Work required: Word for word, the listing below should be printed again.

Content starts

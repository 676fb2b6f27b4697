//! The single mutable source of truth. Owned by the event loop; every
//! multi-field change is one method here.

pub mod contexts;
pub mod session;

pub use contexts::{ContextEntry, ContextRegistry, Overlay};
pub use session::{clamp_to_track, PlayerStatus, SessionData};

use super::config::GlobalSettings;
use super::pending::{Attribute, Correlation, PendingWrites};
use crate::artwork::Artwork;
use crate::player::{PlaybackState, Track};
use std::sync::Arc;
use std::time::Duration;
use tokio::time::Instant;

#[derive(Debug)]
pub struct StateStore {
    session: SessionData,
    pub player: PlayerStatus,
    pending: PendingWrites,
    pub contexts: ContextRegistry,
    pub global: GlobalSettings,
    position_revision: u64,
    volume_guard: Duration,
}

impl StateStore {
    pub fn new(volume_guard: Duration) -> Self {
        Self {
            session: SessionData::default(),
            player: PlayerStatus::default(),
            pending: PendingWrites::default(),
            contexts: ContextRegistry::default(),
            global: GlobalSettings::default(),
            position_revision: 0,
            volume_guard,
        }
    }

    pub fn session(&self) -> &SessionData {
        &self.session
    }

    pub fn track(&self) -> Option<&Arc<Track>> {
        self.session.track.as_ref()
    }

    pub fn has_session(&self) -> bool {
        self.session.playback != PlaybackState::Stopped
    }

    // ------------------------------------------------------------------
    // Session
    // ------------------------------------------------------------------

    /// Replaces the track wholesale. The displayed rating starts from the
    /// server value; pending writes are layered on by the reconciler.
    pub fn set_track(&mut self, track: Track) -> Arc<Track> {
        let parent_changed = self
            .session
            .track
            .as_deref()
            .map(|t| t.parent_rating_key != track.parent_rating_key)
            .unwrap_or(true);
        if parent_changed {
            self.session.album_track_count = None;
        }
        if self.session.duration_ms == 0 {
            self.session.duration_ms = track.duration_ms;
        }
        self.session.rating = track.user_rating;
        let track = Arc::new(track);
        self.session.track = Some(Arc::clone(&track));
        track
    }

    pub fn set_timeline_key(&mut self, key: Option<String>) {
        self.session.timeline_key = key;
    }

    /// Takes a polled playback sample as the new anchor.
    pub fn apply_timeline(&mut self, playback: PlaybackState, position_ms: u64, duration_ms: u64, now: Instant) {
        self.session.playback = playback;
        if duration_ms > 0 {
            self.session.duration_ms = duration_ms;
        }
        self.set_position(position_ms, now);
    }

    /// Resets track, playback, position, art, accent, album count, rating
    /// and the rating cache in one step. Returns false when there was
    /// nothing to clear.
    pub fn clear_session(&mut self) -> bool {
        let rating_cached = self.has_pending_ratings();
        if self.session.is_empty() && !rating_cached {
            return false;
        }
        self.session = SessionData::default();
        self.pending.clear_attribute(Attribute::Rating);
        self.position_revision += 1;
        true
    }

    // ------------------------------------------------------------------
    // Position
    // ------------------------------------------------------------------

    /// Clamps to `[0, duration]`. Returns the new position revision.
    pub fn set_position(&mut self, position_ms: u64, now: Instant) -> u64 {
        self.session.position_ms = self.session.clamp_position(position_ms as i64);
        self.session.position_at = Some(now);
        self.position_revision += 1;
        self.position_revision
    }

    pub fn position_revision(&self) -> u64 {
        self.position_revision
    }

    /// Changes playback state, re-anchoring the position so the displayed
    /// value does not jump.
    pub fn set_playback(&mut self, playback: PlaybackState, now: Instant) {
        let position = self.session.displayed_position(now, 0);
        self.session.position_ms = position;
        self.session.position_at = Some(now);
        self.session.playback = playback;
    }

    pub fn displayed_position(&self, now: Instant) -> u64 {
        self.session
            .displayed_position(now, self.global.sync_offset_ms())
    }

    /// 0.0..=100.0
    pub fn progress(&self, now: Instant) -> f64 {
        if self.session.duration_ms == 0 {
            return 0.0;
        }
        (self.displayed_position(now) as f64 / self.session.duration_ms as f64 * 100.0).min(100.0)
    }

    // ------------------------------------------------------------------
    // Rating
    // ------------------------------------------------------------------

    /// Records a local rating and shows it if it is for the current track.
    pub fn set_pending_rating(&mut self, rating_key: &str, rating: u8, now: Instant) {
        self.pending.record(
            Attribute::Rating,
            Correlation::Item(rating_key.to_string()),
            rating,
            now,
        );
        if self.session.track_key() == Some(rating_key) {
            self.session.rating = rating;
        }
    }

    pub fn pending_rating(&self, rating_key: &str) -> Option<u8> {
        self.pending
            .get(Attribute::Rating, &Correlation::Item(rating_key.to_string()))
            .map(|w| w.value)
    }

    pub fn clear_pending_rating(&mut self, rating_key: &str) {
        self.pending
            .clear(Attribute::Rating, &Correlation::Item(rating_key.to_string()));
    }

    pub fn has_pending_ratings(&self) -> bool {
        self.pending
            .iter()
            .any(|(attribute, _)| attribute == Attribute::Rating)
    }

    pub fn set_rating(&mut self, rating: u8) {
        self.session.rating = rating.min(10);
    }

    // ------------------------------------------------------------------
    // Volume
    // ------------------------------------------------------------------

    /// Applies a locally-commanded volume and opens the guard window.
    /// Returns the guard's sequence number for a later rollback.
    pub fn set_local_volume(&mut self, volume: u8, now: Instant) -> u64 {
        self.player.volume = volume.min(100);
        self.pending
            .record(Attribute::Volume, Correlation::Global, self.player.volume, now)
    }

    /// Polled volume is taken only once the guard window has passed.
    pub fn offer_polled_volume(&mut self, volume: u8, now: Instant) -> bool {
        if self
            .pending
            .guarded(Attribute::Volume, &Correlation::Global, now, self.volume_guard)
        {
            return false;
        }
        self.player.volume = volume.min(100);
        true
    }

    /// Restores `previous` unless a newer volume command owns the guard.
    pub fn rollback_volume(&mut self, previous: u8, seq: u64) -> bool {
        let owns_guard = self
            .pending
            .get(Attribute::Volume, &Correlation::Global)
            .is_some_and(|w| w.seq == seq);
        if !owns_guard {
            return false;
        }
        self.player.volume = previous;
        self.pending.clear(Attribute::Volume, &Correlation::Global);
        true
    }

    // ------------------------------------------------------------------
    // Follow-up data
    // ------------------------------------------------------------------

    /// Marks `path` as the art the session wants; returns true if it differs
    /// from the previous request.
    pub fn request_art(&mut self, path: Option<&str>) -> bool {
        if self.session.art_path.as_deref() == path {
            return false;
        }
        self.session.art_path = path.map(str::to_string);
        if path.is_none() {
            self.session.artwork = None;
        }
        true
    }

    /// Ignored if the session has moved on to other art.
    pub fn set_artwork(&mut self, path: &str, artwork: Option<Arc<Artwork>>) -> bool {
        if self.session.art_path.as_deref() != Some(path) {
            return false;
        }
        self.session.artwork = artwork;
        true
    }

    pub fn set_album_track_count(&mut self, parent_key: &str, count: Option<u32>) -> bool {
        let current_parent = self
            .session
            .track
            .as_deref()
            .and_then(|t| t.parent_rating_key.as_deref());
        if current_parent != Some(parent_key) {
            return false;
        }
        self.session.album_track_count = count;
        true
    }

    /// Accent colour for the current art, honouring `dynamicColors`.
    pub fn accent(&self) -> String {
        match &self.session.artwork {
            Some(art) if self.global.dynamic_colors() => art.accent.clone(),
            _ => crate::app::config::settings::DEFAULT_ACCENT.to_string(),
        }
    }
}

Content ends

Solution:
repository 676fb2b6f27b4697
//! The single mutable source of truth. Owned by the event loop; every
//! multi-field change is one method here.

pub mod contexts;
pub mod session;

pub use contexts::{ContextEntry, ContextRegistry, Overlay};
pub use session::{clamp_to_track, PlayerStatus, SessionData};

use super::config::GlobalSettings;
use super::pending::{Attribute, Correlation, PendingWrites};
use crate::artwork::Artwork;
use crate::player::{PlaybackState, Track};
use std::sync::Arc;
use std::time::Duration;
use tokio::time::Instant;

#[derive(Debug)]
pub struct StateStore {
    session: SessionData,
    pub player: PlayerStatus,
    pending: PendingWrites,
    pub contexts: ContextRegistry,
    pub global: GlobalSettings,
    position_revision: u64,
    volume_guard: Duration,
}

impl StateStore {
    pub fn new(volume_guard: Duration) -> Self {
        Self {
            session: SessionData::default(),
            player: PlayerStatus::default(),
            pending: PendingWrites::default(),
            contexts: ContextRegistry::default(),
            global: GlobalSettings::default(),
            position_revision: 0,
            volume_guard,
        }
    }

    pub fn session(&self) -> &SessionData {
        &self.session
    }

    pub fn track(&self) -> Option<&Arc<Track>> {
        self.session.track.as_ref()
    }

    pub fn has_session(&self) -> bool {
        self.session.playback != PlaybackState::Stopped
    }

    // ------------------------------------------------------------------
    // Session
    // ------------------------------------------------------------------

    /// Replaces the track wholesale. The displayed rating starts from the
    /// server value; pending writes are layered on by the reconciler.
    pub fn set_track(&mut self, track: Track) -> Arc<Track> {
        let parent_changed = self
            .session
            .track
            .as_deref()
            .map(|t| t.parent_rating_key != track.parent_rating_key)
            .unwrap_or(true);
        if parent_changed {
            self.session.album_track_count = None;
        }
        if self.session.duration_ms == 0 {
            self.session.duration_ms = track.duration_ms;
        }
        self.session.rating = track.user_rating;
        let track = Arc::new(track);
        self.session.track = Some(Arc::clone(&track));
        track
    }

    pub fn set_timeline_key(&mut self, key: Option<String>) {
        self.session.timeline_key = key;
    }

    /// Takes a polled playback sample as the new anchor.
    pub fn apply_timeline(&mut self, playback: PlaybackState, position_ms: u64, duration_ms: u64, now: Instant) {
        self.session.playback = playback;
        if duration_ms > 0 {
            self.session.duration_ms = duration_ms;
        }
        self.set_position(position_ms, now);
    }

    /// Resets track, playback, position, art, accent, album count, rating
    /// and the rating cache in one step. Returns false when there was
    /// nothing to clear.
    pub fn clear_session(&mut self) -> bool {
        let rating_cached = self.has_pending_ratings();
        if self.session.is_empty() && !rating_cached {
            return false;
        }
        self.session = SessionData::default();
        self.pending.clear_attribute(Attribute::Rating);
        self.position_revision += 1;
        true
    }

    // ------------------------------------------------------------------
    // Position
    // ------------------------------------------------------------------

    /// Clamps to `[0, duration]`. Returns the new position revision.
    pub fn set_position(&mut self, position_ms: u64, now: Instant) -> u64 {
        self.session.position_ms = self.session.clamp_position(position_ms as i64);
        self.session.position_at = Some(now);
        self.position_revision += 1;
        self.position_revision
    }

    pub fn position_revision(&self) -> u64 {
        self.position_revision
    }

    /// Changes playback state, re-anchoring the position so the displayed
    /// value does not jump.
    pub fn set_playback(&mut self, playback: PlaybackState, now: Instant) {
        let position = self.session.displayed_position(now, 0);
        self.session.position_ms = position;
        self.session.position_at = Some(now);
        self.session.playback = playback;
    }

    pub fn displayed_position(&self, now: Instant) -> u64 {
        self.session
            .displayed_position(now, self.global.sync_offset_ms())
    }

    /// 0.0..=100.0
    pub fn progress(&self, now: Instant) -> f64 {
        if self.session.duration_ms == 0 {
            return 0.0;
        }
        (self.displayed_position(now) as f64 / self.session.duration_ms as f64 * 100.0).min(100.0)
    }

    // ------------------------------------------------------------------
    // Rating
    // ------------------------------------------------------------------

    /// Records a local rating and shows it if it is for the current track.
    pub fn set_pending_rating(&mut self, rating_key: &str, rating: u8, now: Instant) {
        self.pending.record(
            Attribute::Rating,
            Correlation::Item(rating_key.to_string()),
            rating,
            now,
        );
        if self.session.track_key() == Some(rating_key) {
            self.session.rating = rating;
        }
    }

    pub fn pending_rating(&self, rating_key: &str) -> Option<u8> {
        self.pending
            .get(Attribute::Rating, &Correlation::Item(rating_key.to_string()))
            .map(|w| w.value)
    }

    pub fn clear_pending_rating(&mut self, rating_key: &str) {
        self.pending
            .clear(Attribute::Rating, &Correlation::Item(rating_key.to_string()));
    }

    pub fn has_pending_ratings(&self) -> bool {
        self.pending
            .iter()
            .any(|(attribute, _)| attribute == Attribute::Rating)
    }

    pub fn set_rating(&mut self, rating: u8) {
        self.session.rating = rating.min(10);
    }

    // ------------------------------------------------------------------
    // Volume
    // ------------------------------------------------------------------

    /// Applies a locally-commanded volume and opens the guard window.
    /// Returns the guard's sequence number for a later rollback.
    pub fn set_local_volume(&mut self, volume: u8, now: Instant) -> u64 {
        self.player.volume = volume.min(100);
        self.pending
            .record(Attribute::Volume, Correlation::Global, self.player.volume, now)
    }

    /// Polled volume is taken only once the guard window has passed.
    pub fn offer_polled_volume(&mut self, volume: u8, now: Instant) -> bool {
        if self
            .pending
            .guarded(Attribute::Volume, &Correlation::Global, now, self.volume_guard)
        {
            return false;
        }
        self.player.volume = volume.min(100);
        true
    }

    /// Restores `previous` unless a newer volume command owns the guard.
    pub fn rollback_volume(&mut self, previous: u8, seq: u64) -> bool {
        let owns_guard = self
            .pending
            .get(Attribute::Volume, &Correlation::Global)
            .is_some_and(|w| w.seq == seq);
        if !owns_guard {
            return false;
        }
        self.player.volume = previous;
        self.pending.clear(Attribute::Volume, &Correlation::Global);
        true
    }

    // ------------------------------------------------------------------
    // Follow-up data
    // ------------------------------------------------------------------

    /// Marks `path` as the art the session wants; returns true if it differs
    /// from the previous request.
    pub fn request_art(&mut self, path: Option<&str>) -> bool {
        if self.session.art_path.as_deref() == path {
            return false;
        }
        self.session.art_path = path.map(str::to_string);
        if path.is_none() {
            self.session.artwork = None;
        }
        true
    }

    /// Ignored if the session has moved on to other art.
    pub fn set_artwork(&mut self, path: &str, artwork: Option<Arc<Artwork>>) -> bool {
        if self.session.art_path.as_deref() != Some(path) {
            return false;
        }
        self.session.artwork = artwork;
        true
    }

    pub fn set_album_track_count(&mut self, parent_key: &str, count: Option<u32>) -> bool {
        let current_parent = self
            .session
            .track
            .as_deref()
            .and_then(|t| t.parent_rating_key.as_deref());
        if current_parent != Some(parent_key) {
            return false;
        }
        self.session.album_track_count = count;
        true
    }

    /// Accent colour for the current art, honouring `dynamicColors`.
    pub fn accent(&self) -> String {
        match &self.session.artwork {
            Some(art) if self.global.dynamic_colors() => art.accent.clone(),
            _ => crate::app::config::settings::DEFAULT_ACCENT.to_string(),
        }
    }
}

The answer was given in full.